Saved data entries:
------------------------------

impl Default for PipelineConfig {
    fn default() -> Self {
        Self {
            topology: Topology::TriangleList,
            polygon_mode: PolygonMode::Fill,
            cull_mode: CullMode::None,
            front_face: FrontFace::CounterClockwise,
            line_width: 1.0,
            depth_test: DepthTest::ReadWrite,
            blend: BlendMode::Opaque,
            vertex_layout: VertexLayout::default(),
        }
    }
}

impl PipelineConfig {
    pub fn new(vertex_layout: VertexLayout) -> Self {
        Self {
            vertex_layout,
            ..Default::default()
        }
    }

    pub fn topology(mut self, topology: Topology) -> Self {
        self.topology = topology;
        self
    }

    pub fn polygon_mode(mut self, mode: PolygonMode) -> Self {
        self.polygon_mode = mode;
        self
    }

    pub fn cull_mode(mut self, mode: CullMode) -> Self {
        self.cull_mode = mode;
        self
    }

    pub fn front_face(mut self, face: FrontFace) -> Self {
        self.front_face = face;
        self
    }

    pub fn line_width(mut self, width: f32) -> Self {
        self.line_width = width;
        self
    }

    pub fn depth_test(mut self, depth: DepthTest) -> Self {
        self.depth_test = depth;
        self
    }

    pub fn blend(mut self, blend: BlendMode) -> Self {
        self.blend = blend;
        self
    }

    pub fn validate(&self) -> Result<()> {
        let invalid = |msg: String| Err(RenderError::InvalidPipelineConfig(msg));

        if !(self.line_width > 0.0) {
            return invalid(format!("line width must be positive, got {}", self.line_width));
        }

        let layout = &self.vertex_layout;
        if layout.stride == 0 || layout.attributes.is_empty() {
            return invalid("vertex layout has no stride or no attributes".to_string());
        }

        for (i, attr) in layout.attributes.iter().enumerate() {
            let size = match format_size(attr.format) {
                Some(size) => size,
                None => return invalid(format!("location {}: unsupported format {:?}", attr.location, attr.format)),
            };
            let end = attr.offset.checked_add(size);
            if end.map_or(true, |end| end > layout.stride) {
                return invalid(format!(
                    "location {}: {} bytes at offset {} exceed stride {}",
                    attr.location, size, attr.offset, layout.stride
                ));
            }
            if layout.attributes[..i].iter().any(|other| other.location == attr.location) {
                return invalid(format!("location {} declared twice", attr.location));
            }
        }

        Ok(())
    }
}

impl From<Topology> for vk::PrimitiveTopology {
    fn from(t: Topology) -> Self {
        match t {
            Topology::TriangleList => vk::PrimitiveTopology::TRIANGLE_LIST,
            Topology::TriangleStrip => vk::PrimitiveTopology::TRIANGLE_STRIP,
            Topology::LineList => vk::PrimitiveTopology::LINE_LIST,
            Topology::PointList => vk::PrimitiveTopology::POINT_LIST,
        }
    }
}

impl From<PolygonMode> for vk::PolygonMode {
    fn from(m: PolygonMode) -> Self {
        match m {
            PolygonMode::Fill => vk::PolygonMode::FILL,
            PolygonMode::Line => vk::PolygonMode::LINE,
            PolygonMode::Point => vk::PolygonMode::POINT,
        }
    }
}

impl From<CullMode> for vk::CullModeFlags {
    fn from(m: CullMode) -> Self {
        match m {
            CullMode::None => vk::CullModeFlags::NONE,
            CullMode::Front => vk::CullModeFlags::FRONT,
            CullMode::Back => vk::CullModeFlags::BACK,
        }
    }
}

impl From<FrontFace> for vk::FrontFace {
    fn from(f: FrontFace) -> Self {
        match f {
            FrontFace::Clockwise => vk::FrontFace::CLOCKWISE,
            FrontFace::CounterClockwise => vk::FrontFace::COUNTER_CLOCKWISE,
        }
    }
}

const SHADER_ENTRY: &CStr = c"main";

pub struct GraphicsPipeline {
    device: Arc<dyn GpuDevice>,
    handle: vk::Pipeline,
    layout: Arc<PipelineLayout>,
    config: PipelineConfig,
}

impl GraphicsPipeline {
    pub fn new(
        device: Arc<dyn GpuDevice>,
        cache: &PipelineCache,
        render_pass: &RenderPass,
        layout: Arc<PipelineLayout>,
        config: &PipelineConfig,
        vertex_shader: &ShaderModule,
        fragment_shader: &ShaderModule,
    ) -> Result<Self> {
        config.validate()?;

        let stages = [
            vk::PipelineShaderStageCreateInfo::default()
                .stage(vk::ShaderStageFlags::VERTEX)
                .module(vertex_shader.handle())
                .name(SHADER_ENTRY),
            vk::PipelineShaderStageCreateInfo::default()
                .stage(vk::ShaderStageFlags::FRAGMENT)
                .module(fragment_shader.handle())
                .name(SHADER_ENTRY),
        ];

        // Vertex input
        let bindings = [vk::VertexInputBindingDescription {
            binding: 0,
            stride: config.vertex_layout.stride,
            input_rate: vk::VertexInputRate::VERTEX,
        }];
        let attributes: Vec<vk::VertexInputAttributeDescription> = config
            .vertex_layout
            .attributes
            .iter()
            .map(|attr| vk::VertexInputAttributeDescription {
                location: attr.location,
                binding: 0,
                format: attr.format,
                offset: attr.offset,
            })
            .collect();
        let vertex_input = vk::PipelineVertexInputStateCreateInfo::default()
            .vertex_binding_descriptions(&bindings)
            .vertex_attribute_descriptions(&attributes);

        let input_assembly = vk::PipelineInputAssemblyStateCreateInfo::default()
            .topology(config.topology.into())
            .primitive_restart_enable(false);

        // Dynamic viewport and scissor, set at record time
        let viewport_state = vk::PipelineViewportStateCreateInfo::default()
            .viewport_count(1)
            .scissor_count(1);
        let dynamic_states = [vk::DynamicState::VIEWPORT, vk::DynamicState::SCISSOR];
        let dynamic_state = vk::PipelineDynamicStateCreateInfo::default().dynamic_states(&dynamic_states);

        let rasterizer = vk::PipelineRasterizationStateCreateInfo::default()
            .depth_clamp_enable(false)
            .rasterizer_discard_enable(false)
            .polygon_mode(config.polygon_mode.into())
            .line_width(config.line_width)
            .cull_mode(config.cull_mode.into())
            .front_face(config.front_face.into())
            .depth_bias_enable(false);

        let multisampling = vk::PipelineMultisampleStateCreateInfo::default()
            .sample_shading_enable(false)
            .rasterization_samples(vk::SampleCountFlags::TYPE_1);

        let (depth_test, depth_write) = match config.depth_test {
            DepthTest::Disabled => (false, false),
            DepthTest::ReadWrite => (true, true),
            DepthTest::ReadOnly => (true, false),
        };
        let depth_stencil = vk::PipelineDepthStencilStateCreateInfo::default()
            .depth_test_enable(depth_test)
            .depth_write_enable(depth_write)
            .depth_compare_op(vk::CompareOp::LESS_OR_EQUAL)
            .depth_bounds_test_enable(false)
            .stencil_test_enable(false);

        let blend_attachment = match config.blend {
            BlendMode::Opaque => vk::PipelineColorBlendAttachmentState::default()
                .color_write_mask(vk::ColorComponentFlags::RGBA)
                .blend_enable(false),
            BlendMode::AlphaBlend => vk::PipelineColorBlendAttachmentState::default()
                .color_write_mask(vk::ColorComponentFlags::RGBA)
                .blend_enable(true)
                .src_color_blend_factor(vk::BlendFactor::SRC_ALPHA)
                .dst_color_blend_factor(vk::BlendFactor::ONE_MINUS_SRC_ALPHA)
                .color_blend_op(vk::BlendOp::ADD)
                .src_alpha_blend_factor(vk::BlendFactor::ONE)
                .dst_alpha_blend_factor(vk::BlendFactor::ZERO)
                .alpha_blend_op(vk::BlendOp::ADD),
        };
        let blend_attachments = [blend_attachment];
        let color_blending = vk::PipelineColorBlendStateCreateInfo::default()
            .logic_op_enable(false)
            .attachments(&blend_attachments);

        let info = vk::GraphicsPipelineCreateInfo::default()
            .stages(&stages)
            .vertex_input_state(&vertex_input)
            .input_assembly_state(&input_assembly)
            .viewport_state(&viewport_state)
            .rasterization_state(&rasterizer)
            .multisample_state(&multisampling)
            .depth_stencil_state(&depth_stencil)
            .color_blend_state(&color_blending)
            .dynamic_state(&dynamic_state)
            .layout(layout.handle())
            .render_pass(render_pass.handle())
            .subpass(0);

        let handle = device
            .create_graphics_pipeline(cache.handle(), &info)
            .map_err(vk_err("vkCreateGraphicsPipelines"))?;

        log::debug!("Created graphics pipeline {:?}", handle);

        Ok(Self {
            device,
            handle,
            layout,
            config: config.clone(),
        })
    }

    pub fn handle(&self) -> vk::Pipeline {
        self.handle
    }

    pub fn layout(&self) -> &Arc<PipelineLayout> {
        &self.layout
    }

    pub fn config(&self) -> &PipelineConfig {
        &self.config
    }
}
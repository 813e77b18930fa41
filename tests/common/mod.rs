//! Recording mock device
//!
//! `MockGpu` implements `GpuDevice` without touching a GPU:
//! - every call of interest is appended to an event log
//! - memory is backed by host vectors, so mapping hands out real pointers
//! - buffer-to-buffer copies run when their command buffer is submitted
//! - fences move through signaled / unsignaled / pending; a pending fence
//!   signals when waited on unless fences are stalled
//!
//! Protocol breaches are collected as violations instead of panicking inside
//! `Drop` impls; tests assert on them at the end.

#![allow(dead_code)]

use std::collections::{HashMap, VecDeque};
use std::sync::Arc;
use std::time::Duration;

use ash::prelude::VkResult;
use ash::vk::{self, Handle};
use parking_lot::Mutex;

use vkcore::backend::allocator::HOST_MEMORY;
use vkcore::backend::pipeline::VertexLayout;
use vkcore::backend::{
    DescriptorPool, DescriptorSetLayout, DeviceCapabilities, DeviceContext, DrawBatch, GpuDevice,
    GraphicsPipeline, LayoutBinding, PipelineCache, PipelineConfig, PipelineLayout, PresentTarget, RenderPass,
    ShaderModule, Submission, UploadStrategy,
};
use vkcore::{RenderError, Result};

pub const ALIGNMENT: u64 = 256;

/// Memory types: device-local, host-visible (non-coherent), host-visible + coherent.
pub const DEVICE_LOCAL_TYPE: u32 = 0;
pub const HOST_VISIBLE_TYPE: u32 = 1;
pub const HOST_COHERENT_TYPE: u32 = 2;

#[derive(Debug, Clone)]
pub enum Event {
    CreateBuffer { buffer: vk::Buffer, size: u64, usage: vk::BufferUsageFlags },
    DestroyBuffer(vk::Buffer),
    AllocateMemory { memory: vk::DeviceMemory, size: u64, type_index: u32 },
    FreeMemory(vk::DeviceMemory),
    FlushMemory(vk::DeviceMemory),
    InvalidateMemory(vk::DeviceMemory),
    CreateImage {
        image: vk::Image,
        tiling: vk::ImageTiling,
        initial_layout: vk::ImageLayout,
        mip_levels: u32,
    },
    DestroyImage(vk::Image),
    CopyBuffer { cmd: vk::CommandBuffer, src: vk::Buffer, dst: vk::Buffer, size: u64 },
    CopyBufferToImage {
        cmd: vk::CommandBuffer,
        src: vk::Buffer,
        dst: vk::Image,
        layout: vk::ImageLayout,
        regions: Vec<vk::BufferImageCopy>,
    },
    Barrier {
        cmd: vk::CommandBuffer,
        image: vk::Image,
        old: vk::ImageLayout,
        new: vk::ImageLayout,
        src_access: vk::AccessFlags,
        dst_access: vk::AccessFlags,
        src_stage: vk::PipelineStageFlags,
        dst_stage: vk::PipelineStageFlags,
    },
    DrawIndexed { cmd: vk::CommandBuffer, index_count: u32 },
    Submit {
        fence: vk::Fence,
        command_buffers: Vec<vk::CommandBuffer>,
        wait: Option<(vk::Semaphore, vk::PipelineStageFlags)>,
        signal: Option<vk::Semaphore>,
    },
    WaitFence { fence: vk::Fence, signaled: bool },
    ResetFence(vk::Fence),
    DestroyFence(vk::Fence),
    QueueWaitIdle,
    DeviceWaitIdle,
    FreeCommandBuffer(vk::CommandBuffer),
    UpdateDescriptor { set: vk::DescriptorSet, binding: u32, descriptor_type: vk::DescriptorType },
    DestroyDescriptorPool(vk::DescriptorPool),
}

#[derive(Debug, Clone, Copy, PartialEq, Eq)]
pub enum FenceState {
    Signaled,
    Unsignaled,
    Pending,
}

struct BufferRecord {
    size: u64,
    memory: Option<u64>,
}

struct ImageRecord {
    extent: vk::Extent3D,
    tiling: vk::ImageTiling,
    mip_levels: u32,
}

struct PendingSubmission {
    fence: Option<u64>,
    command_buffers: Vec<u64>,
}

#[derive(Default)]
struct CommandRecord {
    copies: Vec<(u64, u64, Vec<vk::BufferCopy>)>,
    buffers: Vec<u64>,
}

#[derive(Default)]
struct MockState {
    next_handle: u64,
    events: Vec<Event>,
    violations: Vec<String>,

    memory: HashMap<u64, Vec<u8>>,
    mapped: Vec<u64>,
    buffers: HashMap<u64, BufferRecord>,
    images: HashMap<u64, ImageRecord>,
    fences: HashMap<u64, FenceState>,
    commands: HashMap<u64, CommandRecord>,
    pending: Vec<PendingSubmission>,

    fail_next_allocation: Option<vk::Result>,
    stall_fences: bool,
    linear_sampling: bool,
}

impl MockState {
    fn handle(&mut self) -> u64 {
        self.next_handle += 1;
        self.next_handle
    }

    fn violation(&mut self, message: String) {
        self.violations.push(message);
    }

    fn cmd_pending(&self, cmd: u64) -> bool {
        self.pending.iter().any(|sub| sub.command_buffers.contains(&cmd))
    }

    fn buffer_pending(&self, buffer: u64) -> bool {
        self.pending.iter().any(|sub| {
            sub.command_buffers.iter().any(|cmd| {
                self.commands
                    .get(cmd)
                    .is_some_and(|record| record.buffers.contains(&buffer))
            })
        })
    }

    fn complete_fence(&mut self, fence: u64) {
        self.pending.retain(|sub| sub.fence != Some(fence));
        self.fences.insert(fence, FenceState::Signaled);
    }

    fn complete_all(&mut self) {
        for sub in self.pending.drain(..) {
            if let Some(fence) = sub.fence {
                self.fences.insert(fence, FenceState::Signaled);
            }
        }
    }

    fn run_copies(&mut self, cmd: u64) {
        let copies = match self.commands.get(&cmd) {
            Some(record) => record.copies.clone(),
            None => return,
        };
        for (src, dst, regions) in copies {
            let src_memory = self.buffers.get(&src).and_then(|b| b.memory);
            let dst_memory = self.buffers.get(&dst).and_then(|b| b.memory);
            let (Some(src_memory), Some(dst_memory)) = (src_memory, dst_memory) else {
                self.violation(format!("copy between unbound buffers {src} -> {dst}"));
                continue;
            };
            for region in regions {
                let start = region.src_offset as usize;
                let end = start + region.size as usize;
                let bytes = self.memory[&src_memory][start..end].to_vec();
                let dst_start = region.dst_offset as usize;
                if let Some(target) = self.memory.get_mut(&dst_memory) {
                    target[dst_start..dst_start + bytes.len()].copy_from_slice(&bytes);
                }
            }
        }
    }
}

pub struct MockGpu {
    state: Mutex<MockState>,
    capabilities: DeviceCapabilities,
    memory_properties: vk::PhysicalDeviceMemoryProperties,
}

impl MockGpu {
    pub fn new() -> Arc<Self> {
        let mut memory_properties = vk::PhysicalDeviceMemoryProperties::default();
        memory_properties.memory_type_count = 3;
        memory_properties.memory_types[DEVICE_LOCAL_TYPE as usize] = vk::MemoryType {
            property_flags: vk::MemoryPropertyFlags::DEVICE_LOCAL,
            heap_index: 0,
        };
        memory_properties.memory_types[HOST_VISIBLE_TYPE as usize] = vk::MemoryType {
            property_flags: vk::MemoryPropertyFlags::HOST_VISIBLE,
            heap_index: 1,
        };
        memory_properties.memory_types[HOST_COHERENT_TYPE as usize] = vk::MemoryType {
            property_flags: vk::MemoryPropertyFlags::HOST_VISIBLE | vk::MemoryPropertyFlags::HOST_COHERENT,
            heap_index: 1,
        };
        memory_properties.memory_heap_count = 2;

        Arc::new(Self {
            state: Mutex::new(MockState::default()),
            capabilities: DeviceCapabilities {
                device_name: "mock".to_string(),
                sampler_anisotropy: true,
                max_sampler_anisotropy: 16.0,
                ..Default::default()
            },
            memory_properties,
        })
    }

    pub fn events(&self) -> Vec<Event> {
        self.state.lock().events.clone()
    }

    pub fn clear_events(&self) {
        self.state.lock().events.clear();
    }

    pub fn violations(&self) -> Vec<String> {
        self.state.lock().violations.clone()
    }

    pub fn assert_no_violations(&self) {
        let violations = self.violations();
        assert!(violations.is_empty(), "protocol violations: {violations:#?}");
    }

    /// Fence waits on pending work time out instead of completing it.
    pub fn stall_fences(&self, stall: bool) {
        self.state.lock().stall_fences = stall;
    }

    /// The next memory allocation fails with `result`.
    pub fn fail_next_allocation(&self, result: vk::Result) {
        self.state.lock().fail_next_allocation = Some(result);
    }

    /// Whether R8G8B8A8 can be sampled from linear tiling.
    pub fn set_linear_sampling(&self, supported: bool) {
        self.state.lock().linear_sampling = supported;
    }

    pub fn fence_state(&self, fence: vk::Fence) -> Option<FenceState> {
        self.state.lock().fences.get(&fence.as_raw()).copied()
    }

    pub fn live_buffers(&self) -> usize {
        self.state.lock().buffers.len()
    }

    pub fn live_images(&self) -> usize {
        self.state.lock().images.len()
    }

    pub fn live_allocations(&self) -> usize {
        self.state.lock().memory.len()
    }

    pub fn pending_submissions(&self) -> usize {
        self.state.lock().pending.len()
    }

    /// Raw contents of the memory bound to `buffer`.
    pub fn buffer_contents(&self, buffer: vk::Buffer) -> Vec<u8> {
        let state = self.state.lock();
        let record = &state.buffers[&buffer.as_raw()];
        let memory = record.memory.expect("buffer has no memory bound");
        state.memory[&memory][..record.size as usize].to_vec()
    }
}

/// Context over `gpu` with a short one-shot fence timeout.
pub fn context(gpu: &Arc<MockGpu>) -> DeviceContext {
    let device: Arc<dyn GpuDevice> = gpu.clone();
    DeviceContext::new(device, Duration::from_millis(50)).expect("context over the mock device")
}

pub fn device(gpu: &Arc<MockGpu>) -> Arc<dyn GpuDevice> {
    gpu.clone()
}

/// Smallest module the SPIR-V parser accepts.
pub fn spirv_bytes() -> Vec<u8> {
    [0x0723_0203u32, 0x0001_0000, 0, 8, 0]
        .iter()
        .flat_map(|word| word.to_le_bytes())
        .collect()
}

pub fn render_pass(gpu: &Arc<MockGpu>) -> RenderPass {
    RenderPass::new(device(gpu), vk::Format::B8G8R8A8_SRGB, vk::Format::D32_SFLOAT).expect("render pass")
}

/// Stand-in swapchain image views; the mock never dereferences them.
pub fn color_views(count: usize) -> Vec<vk::ImageView> {
    (0..count as u64).map(|i| vk::ImageView::from_raw(1_000_000 + i)).collect()
}

pub const TRIANGLE_INDICES: [u32; 3] = [0, 1, 2];

/// One-triangle batch: staged vertex/index buffers, a uniform buffer bound
/// at set 0 binding 0, and a pipeline over it.
pub fn draw_batch(ctx: &DeviceContext, render_pass: &RenderPass) -> DrawBatch {
    let device = ctx.device().clone();
    let transfer = ctx.transfer();

    let vertices: [[f32; 3]; 3] = [[0.0, -0.5, 0.0], [0.5, 0.5, 0.0], [-0.5, 0.5, 0.0]];
    let vertex_buffer = transfer
        .upload_slice(&vertices, vk::BufferUsageFlags::VERTEX_BUFFER, UploadStrategy::Staged)
        .expect("vertex upload");
    let index_buffer = transfer
        .upload_slice(&TRIANGLE_INDICES, vk::BufferUsageFlags::INDEX_BUFFER, UploadStrategy::Staged)
        .expect("index upload");
    let uniform_buffer = ctx
        .allocator()
        .create_buffer(64, vk::BufferUsageFlags::UNIFORM_BUFFER, HOST_MEMORY)
        .expect("uniform buffer");

    let set_layout = DescriptorSetLayout::new(
        device.clone(),
        &[LayoutBinding::uniform_buffer(0, vk::ShaderStageFlags::VERTEX)],
    )
    .expect("set layout");
    let pool = DescriptorPool::new(device.clone(), 1, &[(vk::DescriptorType::UNIFORM_BUFFER, 1)]).expect("pool");
    let mut set = pool.allocate(&set_layout).expect("descriptor set");
    set.write_uniform_buffer(0, Arc::new(uniform_buffer)).expect("uniform write");

    let pipeline_layout = PipelineLayout::new(device.clone(), &[set_layout]).expect("pipeline layout");
    let cache = PipelineCache::new(device.clone()).expect("pipeline cache");
    let vert = ShaderModule::from_spirv(device.clone(), &spirv_bytes(), vk::ShaderStageFlags::VERTEX, "vert")
        .expect("vertex shader");
    let frag = ShaderModule::from_spirv(device.clone(), &spirv_bytes(), vk::ShaderStageFlags::FRAGMENT, "frag")
        .expect("fragment shader");
    let config = PipelineConfig::new(VertexLayout::new(12).attribute(0, vk::Format::R32G32B32_SFLOAT, 0));
    let pipeline = GraphicsPipeline::new(device, &cache, render_pass, pipeline_layout, &config, &vert, &frag)
        .expect("pipeline");

    DrawBatch {
        pipeline: Arc::new(pipeline),
        descriptor_sets: vec![Arc::new(set)],
        vertex_buffer: Arc::new(vertex_buffer),
        index_buffer: Arc::new(index_buffer),
        index_count: TRIANGLE_INDICES.len() as u32,
    }
}
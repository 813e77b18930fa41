// Backend module - Vulkan abstraction layer
//
// Design: RAII wrappers over ash behind the `GpuDevice` seam
// Leaf-first: device -> allocator -> transfer -> command -> frame

pub mod allocator;
pub mod buffer;
pub mod command;
pub mod descriptor;
pub mod device;
pub mod frame;
pub mod framebuffer;
pub mod gpu;
pub mod image;
pub mod memory;
pub mod pipeline;
pub mod shader;
pub mod swapchain;
pub mod sync;
pub mod transfer;

pub use allocator::ResourceAllocator;
pub use buffer::Buffer;
pub use command::{CommandBuffer, CommandBufferState, CommandRecorder, DrawBatch, SubmitWait};
pub use descriptor::{DescriptorPool, DescriptorSet, DescriptorSetLayout, LayoutBinding, PipelineLayout};
pub use device::{DeviceCapabilities, DeviceContext, VulkanDevice};
pub use frame::{FrameOutcome, FrameSynchronizer, SlotState};
pub use framebuffer::{DrawOutcome, FrameResources};
pub use gpu::{GpuDevice, PresentTarget, Submission};
pub use image::{Image, ImageDesc, ImageView, Sampler, Texture};
pub use memory::MemoryBlock;
pub use pipeline::{GraphicsPipeline, PipelineCache, PipelineConfig, RenderPass};
pub use shader::ShaderModule;
pub use swapchain::{Surface, Swapchain};
pub use sync::{Fence, Semaphore};
pub use transfer::{MipLevel, TextureData, TransferEngine, UploadStrategy};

------------------------------

Task goal:
The answer must be every line of the records that holds the string "MemoryType".

Solution:
        memory_properties.memory_types[DEVICE_LOCAL_TYPE as usize] = vk::MemoryType {
        memory_properties.memory_types[HOST_VISIBLE_TYPE as usize] = vk::MemoryType {
        memory_properties.memory_types[HOST_COHERENT_TYPE as usize] = vk::MemoryType {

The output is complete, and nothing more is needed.